Contrary to the title, this book is a painless and quite entertaining read. More importantly, it's a needed reminder that etiquette is more than a set of stuffy old rules. It's the means by which we may interact with other people in a way that has their interests at heart. It's a more formalized version of the second greatest commandment, if you will. It's the Golden Rule applied to specific social settings.

What it isn't, is a hodge-podge of personal opinions about what seems like the right or logical way to proceed in certain settings (see the comments on Motte's post to see what that looks like). If we were left to our inclinations alone, it's not hard to imagine weddings devolving into chaotic get-togethers.
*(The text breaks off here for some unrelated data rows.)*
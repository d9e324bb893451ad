//! Response analysis: per-skill scores plus a written analysis of one applicant.

use serde::{Deserialize, Serialize};

use crate::ai::prompts::{ANALYSIS_PROMPT_TEMPLATE, ANALYSIS_ROLE};
use crate::ai::schema::{focus_skills, non_empty, responses, SchemaViolation, Validate};
use crate::ai::{invoke, AiError, Flow};
use crate::llm_client::prompts::{json_system, SCORE_RANGE_INSTRUCTION};
use crate::llm_client::LlmClient;
use crate::models::job::{AnalysisOutput, SoftSkill, SurveyResponse};

#[derive(Debug, Clone, Serialize, Deserialize)]
#[serde(rename_all = "camelCase")]
pub struct AnalyzeResponsesInput {
    pub job_listing: String,
    pub soft_skills: Vec<SoftSkill>,
    pub responses: Vec<SurveyResponse>,
}

impl Validate for AnalyzeResponsesInput {
    fn validate(&self) -> Result<(), SchemaViolation> {
        non_empty("jobListing", &self.job_listing)?;
        focus_skills(&self.soft_skills)?;
        responses(&self.responses)
    }
}

pub struct AnalyzeResponses;

impl Flow for AnalyzeResponses {
    type Input = AnalyzeResponsesInput;
    type Output = AnalysisOutput;

    const NAME: &'static str = "analyze_responses";

    fn system() -> String {
        json_system(ANALYSIS_ROLE)
    }

    fn render_prompt(input: &Self::Input) -> String {
        ANALYSIS_PROMPT_TEMPLATE
            .replace("{score_instruction}", SCORE_RANGE_INSTRUCTION)
            .replace("{soft_skills}", &join_skills(&input.soft_skills))
            .replace("{responses}", &render_responses(&input.responses))
            .replace("{job_listing}", input.job_listing.trim())
    }
}

pub(crate) fn join_skills(skills: &[SoftSkill]) -> String {
    skills
        .iter()
        .map(|s| s.label())
        .collect::<Vec<_>>()
        .join(", ")
}

fn render_responses(responses: &[SurveyResponse]) -> String {
    responses
        .iter()
        .map(|r| format!("Question: {}\nAnswer: {}", r.question, r.answer))
        .collect::<Vec<_>>()
        .join("\n\n")
}

pub async fn analyze_responses(
    llm: &LlmClient,
    input: &AnalyzeResponsesInput,
) -> Result<AnalysisOutput, AiError> {
    invoke::<AnalyzeResponses>(llm, input).await
}
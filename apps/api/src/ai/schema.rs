//! Runtime shape checks for AI flow inputs and outputs.

use std::collections::HashSet;

use thiserror::Error;

use crate::models::job::{AnalysisOutput, OverallScore, SoftSkill, SurveyResponse};

/// Highest number of score entries an analysis may carry (one per soft skill).
pub const MAX_SCORED_SKILLS: usize = SoftSkill::ALL.len();
/// Highest number of focus skills a survey may target.
pub const MAX_TOP_SKILLS: usize = 3;

#[derive(Debug, Clone, PartialEq, Error)]
pub enum SchemaViolation {
    #[error("field '{0}' must not be empty")]
    Empty(&'static str),

    #[error("field '{field}' has {actual} entries, expected {expected}")]
    WrongLength {
        field: &'static str,
        expected: String,
        actual: usize,
    },

    #[error("field '{field}' value {value} is outside 0..=100")]
    OutOfRange { field: String, value: f64 },

    #[error("field '{0}' contains duplicates")]
    Duplicate(&'static str),
}

/// A type that can check its own shape after deserialization.
pub trait Validate {
    fn validate(&self) -> Result<(), SchemaViolation>;
}

pub fn non_empty(field: &'static str, value: &str) -> Result<(), SchemaViolation> {
    if value.trim().is_empty() {
        return Err(SchemaViolation::Empty(field));
    }
    Ok(())
}

pub fn score_in_range(field: impl Into<String>, value: f64) -> Result<(), SchemaViolation> {
    if !value.is_finite() || !(0.0..=100.0).contains(&value) {
        return Err(SchemaViolation::OutOfRange {
            field: field.into(),
            value,
        });
    }
    Ok(())
}

/// 1..=3 distinct skills.
pub fn focus_skills(skills: &[SoftSkill]) -> Result<(), SchemaViolation> {
    if skills.is_empty() || skills.len() > MAX_TOP_SKILLS {
        return Err(SchemaViolation::WrongLength {
            field: "topSkills",
            expected: format!("1..={MAX_TOP_SKILLS}"),
            actual: skills.len(),
        });
    }
    let unique: HashSet<_> = skills.iter().collect();
    if unique.len() != skills.len() {
        return Err(SchemaViolation::Duplicate("topSkills"));
    }
    Ok(())
}

/// No question text may appear twice.
pub fn distinct_questions(field: &'static str, questions: &[String]) -> Result<(), SchemaViolation> {
    let unique: HashSet<&str> = questions.iter().map(|q| q.trim()).collect();
    if unique.len() != questions.len() {
        return Err(SchemaViolation::Duplicate(field));
    }
    Ok(())
}

pub fn responses(responses: &[SurveyResponse]) -> Result<(), SchemaViolation> {
    if responses.is_empty() {
        return Err(SchemaViolation::Empty("responses"));
    }
    for r in responses {
        non_empty("question", &r.question)?;
        non_empty("answer", &r.answer)?;
    }
    Ok(())
}

impl Validate for AnalysisOutput {
    fn validate(&self) -> Result<(), SchemaViolation> {
        non_empty("analysis", &self.analysis)?;
        non_empty("summary", &self.summary)?;
        if self.scores.is_empty() || self.scores.len() > MAX_SCORED_SKILLS {
            return Err(SchemaViolation::WrongLength {
                field: "scores",
                expected: format!("1..={MAX_SCORED_SKILLS}"),
                actual: self.scores.len(),
            });
        }
        for (skill, score) in &self.scores {
            non_empty("scores key", skill)?;
            score_in_range(format!("scores.{skill}"), *score)?;
        }
        Ok(())
    }
}

impl Validate for OverallScore {
    fn validate(&self) -> Result<(), SchemaViolation> {
        non_empty("summary", &self.summary)?;
        score_in_range("overallScore", self.overall_score)
    }
}
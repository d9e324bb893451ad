use async_trait::async_trait;
use redis::AsyncCommands;
use tokio::sync::Mutex;
use tracing::info;
use uuid::Uuid;

use crate::models::job::{ApplicantPatch, Job, JobPatch, NewApplicant, NewJob};
use crate::persistence::blob::JobsBlob;
use crate::persistence::{JobStore, StoreError};

/// Fixed key holding the full jobs map.
pub const JOBS_BLOB_KEY: &str = "hiring-assistant:jobs";

/// Keyed-blob store: every read loads the whole map, every mutation writes it back.
///
/// Mutations are serialized by `write_lock`, so one process never loses its own
/// writes. Several processes sharing one key are not coordinated.
pub struct RedisJobStore {
    client: redis::Client,
    write_lock: Mutex<()>,
}

impl RedisJobStore {
    pub fn new(client: redis::Client) -> Self {
        Self {
            client,
            write_lock: Mutex::new(()),
        }
    }

    async fn load(&self) -> Result<JobsBlob, StoreError> {
        let mut con = self.client.get_multiplexed_async_connection().await?;
        let raw: Option<String> = con.get(JOBS_BLOB_KEY).await?;
        match raw {
            Some(raw) => JobsBlob::from_json(&raw),
            None => Ok(JobsBlob::default()),
        }
    }

    async fn save(&self, blob: &JobsBlob) -> Result<(), StoreError> {
        let mut con = self.client.get_multiplexed_async_connection().await?;
        con.set::<_, _, ()>(JOBS_BLOB_KEY, blob.to_json()?).await?;
        Ok(())
    }

    /// Load, apply `f`, and write back only when `f` succeeds.
    async fn mutate<T>(
        &self,
        f: impl FnOnce(&mut JobsBlob) -> Result<T, StoreError> + Send,
    ) -> Result<T, StoreError> {
        let _guard = self.write_lock.lock().await;
        let mut blob = self.load().await?;
        let out = f(&mut blob)?;
        self.save(&blob).await?;
        Ok(out)
    }
}

#[async_trait]
impl JobStore for RedisJobStore {
    async fn create_job(&self, job: NewJob) -> Result<Uuid, StoreError> {
        let id = self.mutate(|blob| Ok(blob.insert_job(job))).await?;
        info!("Stored job {id} under {JOBS_BLOB_KEY}");
        Ok(id)
    }

    async fn list_jobs(&self) -> Result<Vec<Job>, StoreError> {
        Ok(self.load().await?.list())
    }

    async fn get_job(&self, id: Uuid) -> Result<Option<Job>, StoreError> {
        Ok(self.load().await?.get(id))
    }

    async fn update_job(&self, id: Uuid, patch: JobPatch) -> Result<(), StoreError> {
        self.mutate(|blob| blob.update_job(id, &patch)).await
    }

    async fn delete_job(&self, id: Uuid) -> Result<bool, StoreError> {
        self.mutate(|blob| Ok(blob.remove(id))).await
    }

    async fn add_applicant(
        &self,
        job_id: Uuid,
        applicant: NewApplicant,
    ) -> Result<Uuid, StoreError> {
        self.mutate(|blob| blob.add_applicant(job_id, applicant))
            .await
    }

    async fn update_applicant(
        &self,
        job_id: Uuid,
        applicant_id: Uuid,
        patch: ApplicantPatch,
    ) -> Result<(), StoreError> {
        self.mutate(|blob| blob.update_applicant(job_id, applicant_id, &patch))
            .await
    }
}
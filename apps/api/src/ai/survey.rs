//! Survey creation: picks the top soft skills for a listing and writes the questions.
//!
//! Skill selection and question wording are left to the model. Two runs over
//! the same listing may legitimately produce different surveys.

use serde::{Deserialize, Serialize};

use crate::ai::prompts::{SURVEY_PROMPT_TEMPLATE, SURVEY_ROLE};
use crate::ai::schema::{distinct_questions, focus_skills, non_empty, SchemaViolation, Validate};
use crate::ai::{invoke, AiError, Flow};
use crate::llm_client::prompts::json_system;
use crate::llm_client::LlmClient;
use crate::models::job::{SoftSkill, Survey};

#[derive(Debug, Clone, Serialize, Deserialize)]
#[serde(rename_all = "camelCase")]
pub struct CreateSurveyInput {
    pub job_listing: String,
    pub question_count: usize,
}

#[derive(Debug, Clone, Serialize, Deserialize)]
#[serde(rename_all = "camelCase")]
pub struct CreateSurveyOutput {
    pub survey_questions: Vec<String>,
    pub top_skills: Vec<SoftSkill>,
}

impl From<CreateSurveyOutput> for Survey {
    fn from(output: CreateSurveyOutput) -> Self {
        Survey {
            questions: output.survey_questions,
            top_skills: output.top_skills,
        }
    }
}

impl Validate for CreateSurveyInput {
    fn validate(&self) -> Result<(), SchemaViolation> {
        non_empty("jobListing", &self.job_listing)?;
        if self.question_count == 0 {
            return Err(SchemaViolation::Empty("questionCount"));
        }
        Ok(())
    }
}

impl Validate for CreateSurveyOutput {
    fn validate(&self) -> Result<(), SchemaViolation> {
        for question in &self.survey_questions {
            non_empty("surveyQuestions", question)?;
        }
        distinct_questions("surveyQuestions", &self.survey_questions)?;
        focus_skills(&self.top_skills)
    }
}

pub struct CreateSurvey;

impl Flow for CreateSurvey {
    type Input = CreateSurveyInput;
    type Output = CreateSurveyOutput;

    const NAME: &'static str = "create_survey";

    fn system() -> String {
        json_system(SURVEY_ROLE)
    }

    fn render_prompt(input: &Self::Input) -> String {
        SURVEY_PROMPT_TEMPLATE
            .replace("{skill_catalogue}", &SoftSkill::catalogue())
            .replace("{question_count}", &input.question_count.to_string())
            .replace("{job_listing}", input.job_listing.trim())
    }

    fn validate_output(input: &Self::Input, output: &Self::Output) -> Result<(), SchemaViolation> {
        if output.survey_questions.len() != input.question_count {
            return Err(SchemaViolation::WrongLength {
                field: "surveyQuestions",
                expected: input.question_count.to_string(),
                actual: output.survey_questions.len(),
            });
        }
        output.validate()
    }
}

/// Creates a survey with exactly `question_count` questions for the listing.
pub async fn create_survey(
    llm: &LlmClient,
    job_listing: &str,
    question_count: usize,
) -> Result<Survey, AiError> {
    let input = CreateSurveyInput {
        job_listing: job_listing.to_string(),
        question_count,
    };
    let output = invoke::<CreateSurvey>(llm, &input).await?;
    Ok(output.into())
}
pub mod health;

use axum::{routing::get, Router};

use crate::hiring::handlers;
use crate::state::AppState;

pub fn build_router(state: AppState) -> Router {
    Router::new()
        .route("/health", get(health::health_handler))
        // Jobs
        .route(
            "/api/v1/jobs",
            get(handlers::handle_list_jobs).post(handlers::handle_create_job),
        )
        .route(
            "/api/v1/jobs/:job_id",
            get(handlers::handle_get_job)
                .patch(handlers::handle_update_job)
                .delete(handlers::handle_delete_job),
        )
        // Survey
        .route(
            "/api/v1/jobs/:job_id/survey",
            get(handlers::handle_get_survey).post(handlers::handle_create_survey),
        )
        // Applicants
        .route(
            "/api/v1/jobs/:job_id/applicants",
            get(handlers::handle_ranking).post(handlers::handle_submit_survey),
        )
        .route(
            "/api/v1/jobs/:job_id/applicants/:applicant_id",
            get(handlers::handle_get_applicant),
        )
        .route("/api/v1/store/status", get(handlers::handle_store_status))
        .with_state(state)
}
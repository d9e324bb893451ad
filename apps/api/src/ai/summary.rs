//! Response summary: one aggregate 0–100 score for an applicant.

use serde::{Deserialize, Serialize};

use crate::ai::analysis::join_skills;
use crate::ai::prompts::{SUMMARY_PROMPT_TEMPLATE, SUMMARY_ROLE};
use crate::ai::schema::{focus_skills, non_empty, responses, SchemaViolation, Validate};
use crate::ai::{invoke, AiError, Flow};
use crate::llm_client::prompts::{json_system, SCORE_RANGE_INSTRUCTION};
use crate::llm_client::LlmClient;
use crate::models::job::{OverallScore, SoftSkill, SurveyResponse};

#[derive(Debug, Clone, Serialize, Deserialize)]
#[serde(rename_all = "camelCase")]
pub struct SummarizeResponsesInput {
    pub job_listing: String,
    /// In survey order.
    pub survey_responses: Vec<SurveyResponse>,
    pub soft_skills: Vec<SoftSkill>,
}

impl SummarizeResponsesInput {
    pub fn new(job_listing: &str, responses: &[SurveyResponse], soft_skills: &[SoftSkill]) -> Self {
        Self {
            job_listing: job_listing.to_string(),
            survey_responses: responses.to_vec(),
            soft_skills: soft_skills.to_vec(),
        }
    }
}

impl Validate for SummarizeResponsesInput {
    fn validate(&self) -> Result<(), SchemaViolation> {
        non_empty("jobListing", &self.job_listing)?;
        focus_skills(&self.soft_skills)?;
        responses(&self.survey_responses)
    }
}

pub struct SummarizeResponses;

impl Flow for SummarizeResponses {
    type Input = SummarizeResponsesInput;
    type Output = OverallScore;

    const NAME: &'static str = "summarize_responses";

    fn system() -> String {
        json_system(SUMMARY_ROLE)
    }

    fn render_prompt(input: &Self::Input) -> String {
        let responses = input
            .survey_responses
            .iter()
            .map(|r| format!("Question: {}\nResponse: {}", r.question, r.answer))
            .collect::<Vec<_>>()
            .join("\n\n");
        SUMMARY_PROMPT_TEMPLATE
            .replace("{score_instruction}", SCORE_RANGE_INSTRUCTION)
            .replace("{soft_skills}", &join_skills(&input.soft_skills))
            .replace("{responses}", &responses)
            .replace("{job_listing}", input.job_listing.trim())
    }
}

pub async fn summarize_responses(
    llm: &LlmClient,
    input: &SummarizeResponsesInput,
) -> Result<OverallScore, AiError> {
    invoke::<SummarizeResponses>(llm, input).await
}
In case you're not inclined to read the whole book, here are a few snippets:

1. Registering for anything and everything is crass, as is including little "we are registered at" cards in the wedding invitations. (If you register, keep it to yourself until and unless someone asks you if you have and where.)

2. Wedding gifts are given at the discretion of the guests -- it's their way of saying, "we want to help the young couple get off on the right start"

3. Wedding gifts are not the price of admission to the ceremony or reception, nor are gifts expected to cost a certain amount or cover what the bride and groom spent on dinner.

4. It is never appropriate to ask for cash, nor offer the "option" of guests paying for certain elements of the wedding or honeymoon, nor even to suggest "in lieu of gifts, please donate to our favorite charity" (for more, see point 2.)

Just because you think something is done out of respect for etiquette doesn't mean it is. Many of the customs we Americans have adopted around weddings are in fact directly opposite of what's required. In many cases, one bride goofed, or misunderstood a tradition, and all her friends copied her, thinking she knew what she was doing. And before long, everyone was doing it.

My favorite example, from Martin's book, is that rectangular piece of tissue paper that accompanies all invitations these days. It's original purpose was to separate engraved invitations from one another, in order to prevent the ink from smearing during their transport from the print shop. As soon as the ink was dry, the tissue was discarded -- before the invitations were sent. Not only do most brides no longer engrave their invitations (too expensive), they keep that tissue in place for mailing (too funny). But alas, I did. I thought that was what etiquette required.

When in doubt, check.

This is just a taste of all the good and essential detail Martin covers in the book. I loved it so much -- even though it forced me to reckon with the many mistakes I made in my own wedding -- that it's my new favorite gift to give recently-engaged brides.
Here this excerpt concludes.